Ara duduk di sudut paling belakang ruang tahanan sembari memeluk erat lututnya. Kemudian seorang polisi membuka pintu sel. "Mbak Ara ada yang menjenguk."

"Palingan kakak saya," duga Ara. "Suruh pulang aja, deh." Ia enggan menemui sang kakak. Masih marah, dan kini bercampur malu.

"Anda harus menemui mereka. Meski hanya sebentar." Polisi itu membujuk Ara baik-baik.

Ara pun bangkit dari duduknya, dan menemui tamu yang dimaksud.

Memang benar yang datang adalah Bimo. Dia tidak sendiri. Datang bersama Ibil.

Bimo langsung memeluk Ara. "Ra, kamu baik-baik aja, kan? Kakak sudah sering bilang, jangan mencopet. Liat nih, akibatnya." Rasa cemas menyelimuti jiwa dan raganya.

Dengan ketus, Ara berkata, "Udah selesai jenguknya? Ara masuk dulu. Permisi." Ia masuk kembali ke ruang tahanan.

"Ara..." Bimo sangat sedih akan sikap keras kepala Ara ini.

Ibil menepuk pundak Bimo. "Yang sabar ya, Bim..."


Beberapa hari kemudian, digelarlah kasus perkara kriminal anak jalanan. Kasus Ara hanyalah salah satunya. Hakim memutuskan, Ara harus menjalani hukuman dalam penjara, selama empat bulan.

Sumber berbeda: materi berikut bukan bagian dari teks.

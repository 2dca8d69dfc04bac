//! # toolgate
//!
//! Authorization gate for autonomous agent tool invocations. Every tool
//! call an agent attempts (shell commands, file edits, network calls) is
//! classified as automatically allowed, automatically denied, or deferred
//! to an interactive human decision, without blocking unrelated concurrent
//! invocations and without trusting a tool's self-reported origin.
//!
//! Two pieces make up the gate:
//! - [`policy`] - the rule-based decision engine, loaded from declarative
//!   TOML rule files with tiered priorities
//! - [`bus`] - the confirmation bus: typed pub/sub plus a correlation-ID
//!   protocol that suspends ambiguous calls until a human answers or a
//!   5-minute fail-safe timeout denies them
//!
//! Tool execution, UI rendering, and audit persistence are external
//! collaborators; they consume the bus, not the other way around.

pub mod core;
pub mod policy;

// Confirmation protocol on top of the policy engine
pub mod bus;

// Optional tracing setup for host applications
pub mod logging;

Dengan entengnya, Ara berkata di depan hakim. "Lumayan. Empat bulan makan gratis. Meski rasanya gak enak." Kata-katanya menciptakan beragam reaksi orang yang mendengar. Ada yang prihatin, ada yang mencemooh.

*

Kasus pencopetan yang dilakukan Ara memang kasus biasa. Banyak terjadi. Namun sikap Ara saat di tahanan, pengadilan, dan kini di lapas menarik perhatian seorang wartawan situs berita daring.

Suatu siang, seorang pemuda sedang bingung mencari sebuah alamat rumah. Suhu panas siang itu, tidak dipedulikannya. Pemuda itu namanya Ray. Dialah wartawan tersebut.

Akhirnya Ray menemukan yang dicarinya. Ia sedang mengumpulkan informasi kriminal, tentang ditangkapnya seorang gadis pencopet. Ia menemui seorang nara sumber. Seorang ibu-ibu di kompleks pemukiman kumuh. Dari wanita yang juga pemulung itu, Ray mendapatkan informasi.

"Sebenarnya, dia anak yang baik," ujar wanita tersebut. "Cuma... mungkin karena himpitan ekonomi."


Selesai wawancara, Ray ke kantor polisi, guna mengumpulkan informasi langsung dari si pencopet. Di kantor polisi itu, Ray punya sahabat. Namanya Anton. Ia mendapat kabar, bahwa polisi yang menangkap copet tersebut, ya sahabatnya sendiri ini.

"Orangnya agak aneh," seloroh Anton. "Gue akan anterin lo ke lapas supaya bisa masuk dengan aman dan gak dipersulit sama orang di dalem."

"Oke. Thanks, ya," ucap Ray.


Satu jam kemudian, Ray sudah duduk di dalam sebuah ruangan, tempat menjenguk narapidana. Ia melihat seorang gadis digiring petugas, masuk ke ruangan. Gadis itu duduk di hadapan Ray.

"Hai!" sapa Ray pelan, sopan, dan lembut pada gadis tersebut. Bukannya dapat balasan yang baik, gadis itu malah menatap Ray dengan tatapan kurang nyaman. Hawa yang dibawanya juga kurang menyenangkan. Namun sikap itu tidak lantas membuat si wartawan menyerah. "Namaku Ray. Kamu... Ara, 'kan?"

Ya. Dia memang Ara. Tetapi gadis itu sama sekali tidak menggubris Ray.

Masih dengan stok kesabaran yang lumayan banyak, Ray berkata lagi. "Mau minum apa? Atau... mau makan? Aku pesenin."

Ara terus menatap Ray. "Sebenernya lo mau apa? Kalo gak ada perlunya, gue mau balik masuk." Dia kemudian berdiri. Hendak memanggil sipir yang menggiringnya tadi.